A RECULONS…

La vague médiatique qui avait éclairé quelques mois le monde carcéral est désormais du domaine du souvenir. Elle a cédé sa place à une autre mode, bien plus électoraliste et habituelle, celle de l’idéologie du tout-sécuritaire, de l’exclusion et de l’enfermement. Les promesses concernant les aménagements de peine, l’abolition de la perpétuité, les beaux discours humanitaires qui préconisaient des transformations tant des fonctionnements des prisons que de son prétendu rôle de réinsertion n’auront pas réussi à cacher longtemps les intentions bien concrètes du gouvernement et des parlementaires.

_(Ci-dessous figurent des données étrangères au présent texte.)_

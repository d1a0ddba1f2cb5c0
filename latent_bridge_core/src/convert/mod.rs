//! Latent -> image conversion.
//!
//! Two paths produce viewable RGB images from diffusion latents: the exact
//! one through a full VAE decoder, and an approximate one through a small
//! learned net. Both return one image per batch element, in batch order.

use std::sync::Arc;

use candle_core::{DType, Result, Tensor};
use image::{DynamicImage, RgbImage};

use crate::models::{ApproxDecoder, VaeModel};

/// Half the `u8` value range; the approximate decoder's outputs are scaled
/// and offset by this to land in `[0, 255]`.
pub const INT8_HALF_RANGE: f64 = 127.5;

fn raster_from_raw(w: usize, h: usize, data: Vec<u8>) -> Result<DynamicImage> {
    let image = RgbImage::from_raw(w as u32, h as u32, data)
        .ok_or_else(|| candle_core::Error::Msg("RGB image has invalid capacity".to_string()))?;
    Ok(DynamicImage::ImageRgb8(image))
}

/// Convert `(b, 3, h, w)` floats in `[0, 1]` into one RGB image per batch
/// element.
pub fn bchw_to_images(img: &Tensor) -> Result<Vec<DynamicImage>> {
    let (bsz, c, h, w) = img.dims4()?;
    if c != 3 {
        candle_core::bail!("expected 3 channels in image output, got {c}");
    }
    // f32 keeps this cheap and compatible with bf16 model outputs.
    let img = (img.to_dtype(DType::F32)? * 255.)?
        .round()?
        .clamp(0f32, 255f32)?
        .to_dtype(DType::U8)?;
    let mut images = Vec::with_capacity(bsz);
    for sample in img.chunk(bsz, 0)? {
        let flattened = sample.squeeze(0)?.permute((1, 2, 0))?.flatten_all()?;
        images.push(raster_from_raw(w, h, flattened.to_vec1::<u8>()?)?);
    }
    Ok(images)
}

/// Exact decoding path through a full VAE.
pub struct VaeImageDecoder {
    vae: Arc<dyn VaeModel>,
}

impl VaeImageDecoder {
    pub fn new(vae: Arc<dyn VaeModel>) -> Self {
        Self { vae }
    }

    /// Rescale latents by the VAE's factors (exactly once), decode, and map
    /// the decoder's `[-1, 1]` output into `[0, 1]`.
    pub fn to_bchw(&self, latents: &Tensor) -> Result<Tensor> {
        let latents = ((latents / self.vae.scale_factor())? + self.vae.shift_factor())?;
        let bsz = latents.dim(0)?;
        // Batched VAE decodes are broken on Metal upstream; fall back to
        // one sample at a time and concatenate.
        let decoded = if latents.device().is_metal() && bsz > 1 {
            let mut samples = Vec::with_capacity(bsz);
            for sample in latents.chunk(bsz, 0)? {
                samples.push(self.vae.decode(&sample)?);
            }
            Tensor::cat(&samples, 0)?
        } else {
            self.vae.decode(&latents)?
        };
        ((decoded / 2.)? + 0.5)?.clamp(0f32, 1f32)
    }

    pub fn decode_to_images(&self, latents: &Tensor) -> Result<Vec<DynamicImage>> {
        bchw_to_images(&self.to_bchw(latents)?)
    }
}

/// Approximate decoding path through the per-pixel preview net.
pub struct ApproxImageDecoder {
    net: ApproxDecoder,
}

impl ApproxImageDecoder {
    pub fn new(net: ApproxDecoder) -> Self {
        Self { net }
    }

    /// Decode `(b, c, h, w)` latents into one RGB image per batch element.
    ///
    /// The net output is scaled by [`INT8_HALF_RANGE`], offset by the same
    /// constant, rounded, clamped to `[0, 255]` and cast to `u8`.
    pub fn decode_to_images(&self, latents: &Tensor) -> Result<Vec<DynamicImage>> {
        let channels_last = latents.permute((0, 2, 3, 1))?.contiguous()?;
        let decoded = channels_last.apply(&self.net)?;
        let decoded = ((decoded * INT8_HALF_RANGE)? + INT8_HALF_RANGE)?;
        let img = decoded
            .to_dtype(DType::F32)?
            .round()?
            .clamp(0f32, 255f32)?
            .to_dtype(DType::U8)?;
        let (bsz, h, w, c) = img.dims4()?;
        if c != 3 {
            candle_core::bail!("expected 3 channels in image output, got {c}");
        }
        let mut images = Vec::with_capacity(bsz);
        for sample in img.chunk(bsz, 0)? {
            let flattened = sample.flatten_all()?;
            images.push(raster_from_raw(w, h, flattened.to_vec1::<u8>()?)?);
        }
        Ok(images)
    }
}

#[cfg(test)]
mod tests {
    use std::collections::HashMap;

    use candle_core::{DType, Device, Tensor};
    use candle_nn::VarBuilder;

    use super::*;
    use crate::models::{ApproxDecoder, ApproxDecoderConfig};

    /// Decodes to its own input, making the caller-side rescaling observable.
    #[derive(Debug)]
    struct IdentityVae;

    impl VaeModel for IdentityVae {
        fn decode(&self, xs: &Tensor) -> Result<Tensor> {
            Ok(xs.clone())
        }

        fn scale_factor(&self) -> f64 {
            0.18215
        }

        fn shift_factor(&self) -> f64 {
            0.
        }
    }

    #[test]
    fn vae_rescaling_applied_exactly_once() -> anyhow::Result<()> {
        let device = Device::Cpu;
        // One latent per batch element: 0.18215 -> 1.0 -> pixel 1.0,
        // -0.18215 -> -1.0 -> pixel 0.0, 0 -> 0.5.
        let latents = Tensor::new(vec![0.18215f32, -0.18215, 0.], &device)?
            .reshape((3, 1, 1, 1))?;
        let decoder = VaeImageDecoder::new(Arc::new(IdentityVae));
        let bchw = decoder.to_bchw(&latents)?;
        let values = bchw.flatten_all()?.to_vec1::<f32>()?;
        assert!((values[0] - 1.0).abs() < 1e-6);
        assert!(values[1].abs() < 1e-6);
        assert!((values[2] - 0.5).abs() < 1e-6);
        Ok(())
    }

    #[derive(Debug)]
    struct UpscaleVae;

    impl VaeModel for UpscaleVae {
        fn decode(&self, xs: &Tensor) -> Result<Tensor> {
            Tensor::zeros((xs.dim(0)?, 3, 2, 2), xs.dtype(), xs.device())
        }

        fn scale_factor(&self) -> f64 {
            0.18215
        }

        fn shift_factor(&self) -> f64 {
            0.
        }
    }

    #[test]
    fn vae_image_count_matches_batch() -> anyhow::Result<()> {
        let device = Device::Cpu;
        let latents = Tensor::zeros((4, 4, 8, 8), DType::F32, &device)?;
        let decoder = VaeImageDecoder::new(Arc::new(UpscaleVae));
        let images = decoder.decode_to_images(&latents)?;
        assert_eq!(images.len(), 4);
        assert_eq!(images[0].width(), 2);
        assert_eq!(images[0].height(), 2);
        Ok(())
    }

    #[test]
    fn bchw_pixel_math() -> anyhow::Result<()> {
        let device = Device::Cpu;
        // Values straddling the valid range; 2.0 and -1.0 must clamp.
        let img = Tensor::new(vec![0f32, 0.5, 1., 2., -1., 0.2], &device)?
            .reshape((2, 3, 1, 1))?;
        let images = bchw_to_images(&img)?;
        assert_eq!(images.len(), 2);
        let first = images[0].to_rgb8();
        assert_eq!(first.get_pixel(0, 0).0, [0, 128, 255]);
        let second = images[1].to_rgb8();
        assert_eq!(second.get_pixel(0, 0).0, [255, 0, 51]);
        Ok(())
    }

    #[test]
    fn bf16_inputs_are_cast_for_pixel_math() -> anyhow::Result<()> {
        use half::bf16;
        let device = Device::Cpu;
        let values = vec![bf16::from_f32(0.), bf16::from_f32(0.5), bf16::from_f32(1.)];
        let img = Tensor::new(values, &device)?.reshape((1, 3, 1, 1))?;
        let images = bchw_to_images(&img)?;
        assert_eq!(images[0].to_rgb8().get_pixel(0, 0).0, [0, 128, 255]);
        Ok(())
    }

    #[test]
    fn bchw_rejects_non_rgb() -> anyhow::Result<()> {
        let device = Device::Cpu;
        let img = Tensor::zeros((1, 4, 2, 2), DType::F32, &device)?;
        assert!(bchw_to_images(&img).is_err());
        Ok(())
    }

    fn fixed_approx_net(device: &Device) -> anyhow::Result<ApproxDecoder> {
        // proj_in is the identity; proj_out picks +ch0, -ch0 and a constant
        // zero, exercising both clamp edges and the midpoint.
        let mut tensors = HashMap::new();
        let identity = (0..4)
            .map(|i| (0..4).map(|j| if i == j { 1f32 } else { 0. }).collect())
            .collect::<Vec<Vec<f32>>>();
        tensors.insert("proj_in.weight".to_string(), Tensor::new(identity, device)?);
        tensors.insert("proj_in.bias".to_string(), Tensor::zeros(4, DType::F32, device)?);
        tensors.insert(
            "proj_out.weight".to_string(),
            Tensor::new(
                vec![
                    vec![1f32, 0., 0., 0.],
                    vec![-1f32, 0., 0., 0.],
                    vec![0f32, 0., 0., 0.],
                ],
                device,
            )?,
        );
        tensors.insert("proj_out.bias".to_string(), Tensor::zeros(3, DType::F32, device)?);
        let vb = VarBuilder::from_tensors(tensors, DType::F32, device);
        let cfg = ApproxDecoderConfig {
            latent_channels: 4,
            hidden_size: 4,
            out_channels: 3,
        };
        Ok(ApproxDecoder::new(&cfg, vb)?)
    }

    #[test]
    fn approx_output_in_byte_range() -> anyhow::Result<()> {
        let device = Device::Cpu;
        let net = fixed_approx_net(&device)?;
        let decoder = ApproxImageDecoder::new(net);
        // ch0 = 100 saturates both signed projections after scaling.
        let latents = Tensor::new(vec![100f32, 0., 0., 0.], &device)?.reshape((1, 4, 1, 1))?;
        let images = decoder.decode_to_images(&latents)?;
        assert_eq!(images.len(), 1);
        let rgb = images[0].to_rgb8();
        assert_eq!(rgb.get_pixel(0, 0).0, [255, 0, 128]);
        Ok(())
    }

    #[test]
    fn approx_image_count_matches_batch() -> anyhow::Result<()> {
        let device = Device::Cpu;
        let net = fixed_approx_net(&device)?;
        let decoder = ApproxImageDecoder::new(net);
        let latents = Tensor::randn(0f32, 1f32, (3, 4, 2, 5), &device)?;
        let images = decoder.decode_to_images(&latents)?;
        assert_eq!(images.len(), 3);
        assert_eq!(images[0].width(), 5);
        assert_eq!(images[0].height(), 2);
        Ok(())
    }
}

« Il faut faire comprendre aux caïds de banlieue qui sortent des commissariats en faisant des bras d’honneur que la rigolade, c’est fini. » Ces propos ne sont pas tenus par Le Pen ou Pasqua mais par Julien Dray, membre de la gauche plurielle. C’est exactement ce que l’on appelle une déclaration de guerre. Une guerre de basse intensité qui s’est donné toutes les armes nécessaires pour son développement ; l’abrogation quasi intégrale de la loi sur la présomption d’innocence, au-delà de ses applications, donne le feu vert aux soldats du pouvoir (flics, gendarmes, matons, vigiles…) pour exercer leurs basses œuvres assassines sous les ordres de leurs supérieurs. Et ils ne s’en privent pas ! Simples exemples d’une réalité quotidienne : à Paris un jeune des Mureaux de 17 ans, Moussa Bradey, a été abattu d’une rafale de pistolet mitrailleur dans la nuit du premier janvier 2002 pour un simple vol de voiture ; Edouard Salumu Nsumbu, 47 ans, est mort en garde à vue, suite à un passage à tabac en règle le 29 octobre 2001… Le harcèlement policier parfois meurtrier s’intensifie contre ce qu’ils appellent la petite délinquance. Le Sénat vient même de voter l’amendement Charasse qui autoriserait les flics à tirer après une sommation sans qu’ils aient à prouver une situation de légitime défense. De leur côté, les juges mettent en examen à tour de bras, remplissant à nouveau les maisons d’arrêt, qui s’étaient très momentanément vidées : on aura finalement délivré autant de mandats de dépôt en 2001 qu’en 2000 et cela est dû aux seuls derniers mois de l’année. Et de l’avis même d’un président de TGI, le plus grave n’est pas tant les retouches de cette loi que le contexte qu’elles instaurent avant même que les amendements soient votés : « C’est un grand classique, les juges anticipent les réformes à venir. »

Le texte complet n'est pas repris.